54
In the early hours of the morning, Jason pulled himself out of the taxi and headed for his front door. As he rang the bell for the doorman, he was seized again with the same wild, unreasonable hope that had been nudging at the corners of his mind all the way across the country, the hope that his instincts had been wrong all along. Emma was not really threatened. She had just moved into another life without him. The letters were just an excuse for him to develop an elaborate fantasy of a madman’s retribution for his wife’s transformation from teen angel to movie-star whore. In this scenario he was the one who was threatened by it, and the hurt and anger were his alone. Nothing else was acceptable. He desperately wanted to be the crazy one, so caught up in the fantasy of retribution that he went all the way to San Diego to find himself an imaginary serial killer.
Francis wasn’t at the door. Jason had to ring twice. Maybe Emma had come home, and he would be proven a fool. Rumpled and exhausted, with dark circles under his eyes, he thought about that as he waited for Francis to appear.
Not many people actually did what they dreamed of doing. Even Charles had suggested more than once that there was a big difference between writing letters and acting on the rage and hatred expressed in them.
Francis shuffled across the lobby and started at the sight of him. “Oh, Dr. Frank, Dr. Frank. Thank God you’re back. The police were here,” the doorman cried as he swung the heavy door open.
“I know,” Jason said.
“What do they think happened to Mrs.

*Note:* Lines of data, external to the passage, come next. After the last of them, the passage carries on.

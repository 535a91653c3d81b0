//! Command tag generator.

/// Generates sequential tags of the form `A0001`, `A0002`, ...
#[derive(Debug, Clone)]
pub struct TagGenerator {
    counter: u32,
    prefix: char,
}

impl TagGenerator {
    /// Creates a generator with the given prefix.
    #[must_use]
    pub const fn new(prefix: char) -> Self {
        Self { counter: 0, prefix }
    }

    /// Returns the next tag.
    pub fn next_tag(&mut self) -> String {
        self.counter = self.counter.wrapping_add(1);
        format!("{}{:04}", self.prefix, self.counter)
    }
}

impl Default for TagGenerator {
    fn default() -> Self {
        Self::new('A')
    }
}

#[cfg(test)]
#[allow(
    clippy::unwrap_used,
    clippy::redundant_clone,
    clippy::manual_string_new,
    clippy::needless_collect,
    clippy::unreadable_literal,
    clippy::used_underscore_items,
    clippy::similar_names
)]
mod tests {
    use super::*;

    #[test]
    fn test_sequential_tags() {
        let mut tag_gen = TagGenerator::default();
        assert_eq!(tag_gen.next_tag(), "A0001");
        assert_eq!(tag_gen.next_tag(), "A0002");
    }

    #[test]
    fn test_custom_prefix() {
        let mut tag_gen = TagGenerator::new('X');
        assert_eq!(tag_gen.next_tag(), "X0001");
    }
}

Frank?” he demanded. “They just didn’t give me no choice. They forced their way in. What did they expect to find anyway?”
“It’s all right.” Mechanically, Jason went through the motions of calming him down. He was a stoic and a doctor. Staying in control when people around him were bouncing off walls was what he did. He had managed his raging panic on the plane and continued to do so now without thinking.

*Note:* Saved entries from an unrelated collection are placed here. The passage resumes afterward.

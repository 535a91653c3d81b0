//! Error types for MIME operations.

/// Result type alias for MIME operations.
pub type Result<T> = std::result::Result<T, Error>;

/// MIME error types.
#[derive(Debug, thiserror::Error)]
pub enum Error {
    /// Invalid or missing header.
    #[error("Invalid MIME header: {0}")]
    InvalidHeader(String),

    /// Invalid content type.
    #[error("Invalid content type: {0}")]
    InvalidContentType(String),

    /// Transfer or header encoding could not be decoded.
    #[error("Invalid encoding: {0}")]
    Encoding(String),

    /// Unparseable date.
    #[error("Invalid date: {0}")]
    InvalidDate(String),
}

impl From<base64::DecodeError> for Error {
    fn from(err: base64::DecodeError) -> Self {
        Self::Encoding(err.to_string())
    }
}
//! Send channels for rendered mail.

use std::future::Future;

use postbox_smtp::{Address, Authenticated, Client, connect, connect_tls};
use tokio::io::{AsyncRead, AsyncWrite};

use crate::composer::OutgoingMail;
use crate::config::{Security, ServerConfig};
use crate::error::{Error, Result};

/// Name announced in EHLO.
const CLIENT_HOSTNAME: &str = "localhost";

/// Delivers rendered mail.
pub trait SendChannel: Send + Sync {
    /// Sends `mail` and returns its message id.
    fn send(&self, mail: &OutgoingMail) -> impl Future<Output = Result<String>> + Send;
}

/// Sends through an SMTP submission server with PLAIN authentication.
#[derive(Debug, Clone)]
pub struct SmtpChannel {
    config: ServerConfig,
}

impl SmtpChannel {
    /// Creates a channel for `config`.
    #[must_use]
    pub const fn new(config: ServerConfig) -> Self {
        Self { config }
    }
}

fn address(addr: &str) -> Result<Address> {
    Address::new(addr).map_err(|e| Error::Validation(format!("invalid address '{addr}': {e}")))
}

impl SendChannel for SmtpChannel {
    async fn send(&self, mail: &OutgoingMail) -> Result<String> {
        let config = &self.config;
        let from = address(&mail.from)?;
        let recipients = mail
            .recipients
            .iter()
            .map(|addr| address(addr))
            .collect::<Result<Vec<_>>>()?;

        let connection = |e: postbox_smtp::Error| Error::Connection(e.to_string());
        let client = match config.security {
            Security::Tls => {
                let stream = connect_tls(&config.host, config.port).await.map_err(connection)?;
                Client::from_stream(stream)
                    .await
                    .map_err(connection)?
                    .ehlo(CLIENT_HOSTNAME)
                    .await
                    .map_err(connection)?
            }
            Security::StartTls => {
                let stream = connect(&config.host, config.port).await.map_err(connection)?;
                Client::from_stream(stream)
                    .await
                    .map_err(connection)?
                    .ehlo(CLIENT_HOSTNAME)
                    .await
                    .map_err(connection)?
                    .starttls(&config.host, CLIENT_HOSTNAME)
                    .await
                    .map_err(connection)?
            }
        };

        let client = client
            .auth_plain(&config.username, &config.password)
            .await
            .map_err(connection)?;
        submit(client, from, recipients, mail).await
    }
}

/// Runs one mail transaction on an authenticated client and quits.
async fn submit<S>(
    client: Client<S, Authenticated>,
    from: Address,
    recipients: Vec<Address>,
    mail: &OutgoingMail,
) -> Result<String>
where
    S: AsyncRead + AsyncWrite + Unpin,
{
    let (client, reply) = client.send_mail(from, recipients, &mail.raw).await?;
    tracing::info!(
        message_id = %mail.message_id,
        recipients = mail.recipients.len(),
        reply = %reply.message_text(),
        "message accepted"
    );
    if let Err(e) = client.quit().await {
        tracing::debug!(error = %e, "QUIT failed after send");
    }
    Ok(mail.message_id.clone())
}

#[cfg(test)]
#[allow(
    clippy::unwrap_used,
    clippy::redundant_clone,
    clippy::manual_string_new,
    clippy::needless_collect,
    clippy::unreadable_literal,
    clippy::used_underscore_items,
    clippy::similar_names
)]
mod tests {
    use tokio_test::io::{Builder, Mock};

    use super::*;

    fn mail() -> OutgoingMail {
        OutgoingMail {
            from: "me@example.com".to_string(),
            recipients: vec!["you@example.org".to_string()],
            message_id: "<1.2@example.com>".to_string(),
            raw: b"Subject: hi\r\n\r\nbody\r\n".to_vec(),
        }
    }

    fn handshake() -> Builder {
        let mut builder = Builder::new();
        builder
            .read(b"220 mx.example.com ESMTP\r\n")
            .write(b"EHLO localhost\r\n")
            .read(b"250-mx.example.com\r\n250 AUTH PLAIN\r\n")
            .write(b"AUTH PLAIN AHUAcA==\r\n")
            .read(b"235 ok\r\n");
        builder
    }

    async fn authenticated(mock: Mock) -> Client<Mock, Authenticated> {
        Client::from_stream(mock)
            .await
            .unwrap()
            .ehlo(CLIENT_HOSTNAME)
            .await
            .unwrap()
            .auth_plain("u", "p")
            .await
            .unwrap()
    }

    #[tokio::test]
    async fn test_submit_returns_message_id() {
        let mock = handshake()
            .write(b"MAIL FROM:<me@example.com>\r\n")
            .read(b"250 ok\r\n")
            .write(b"RCPT TO:<you@example.org>\r\n")
            .read(b"250 ok\r\n")
            .write(b"DATA\r\n")
            .read(b"354 go ahead\r\n")
            .write(b"Subject: hi\r\n\r\nbody\r\n.\r\n")
            .read(b"250 queued as 42\r\n")
            .write(b"QUIT\r\n")
            .read(b"221 bye\r\n")
            .build();
        let client = authenticated(mock).await;
        let mail = mail();
        let id = submit(
            client,
            address(&mail.from).unwrap(),
            vec![address("you@example.org").unwrap()],
            &mail,
        )
        .await
        .unwrap();
        assert_eq!(id, "<1.2@example.com>");
    }

    #[tokio::test]
    async fn test_rejected_recipient_is_send_error() {
        let mock = handshake()
            .write(b"MAIL FROM:<me@example.com>\r\n")
            .read(b"250 ok\r\n")
            .write(b"RCPT TO:<you@example.org>\r\n")
            .read(b"550 no such user\r\n")
            .build();
        let client = authenticated(mock).await;
        let mail = mail();
        let err = submit(
            client,
            address(&mail.from).unwrap(),
            vec![address("you@example.org").unwrap()],
            &mail,
        )
        .await
        .unwrap_err();
        assert!(matches!(err, Error::Send(_)));
    }

    #[test]
    fn test_invalid_address() {
        assert!(matches!(address("not an address"), Err(Error::Validation(_))));
    }
}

“It set me off for the whole night, I’ll tell you.” The man followed him to the elevator. “I didn’t leave them alone for a minute. Stayed with them the whole time,” he insisted.
“Thank you.” Jason got on the elevator, hardly knowing what he was saying. The acid had begun eating away at his insides again. Emma had not magically returned. He refused to let himself think about Troland Grebs.
Upstairs, he went through the apartment carefully. He saw the towels, still damp in the bathroom, and her purse on the bed. Nothing of hers seemed to be missing. Not a coat, not a dress, not a credit card, not a hairbrush or a toothbrush or a lipstick. There was no way in the world that she would voluntarily go anywhere without those essential items.
He went into the kitchen. There was the lettuce in a bowl in the sink. The treadmill in the laundry room was still on Pause. In the bedroom he turned on the answering machine and fiddled with it. Detective Woo had been right. Several messages had been counted by the machine, but not recorded. Only blank tape played back. This had happened with the machine before, but it had righted itself before Emma had gotten around to getting it fixed.
Just like the police, Jason saw an interruption in life in the apartment. But he did not want to jump to any conclusions about it. There could be more than one explanation for Emma’s disappearance. She could have gone out to the store for something and had an accident. Only a month ago an old woman crossing Riverside Drive had been struck by a van when the driver ran a red light. More recently a taxi jumped the curb and smashed into the window of the video store on Broadway. The driver had been distracted by a homeless man waving a stick at him. And other things happened, too. Bicycle messengers, silently racing the wrong way on one-way streets, knocked people over all the time.
Emma might have been sideswiped by a bus, or a car, and was in the hospital. There were a thousand unexpected, freaky things that happened to people every day in New York City.
Jason took his jacket off and went back into the kitchen. He made himself a cup of strong coffee and started calling hospital emergency rooms and morgues. No Emma Chapman or unidentified woman who fit her description had been admitted anywhere that night.
When he could think of nothing else to do, he went into his office and played back the messages from his own answering machine.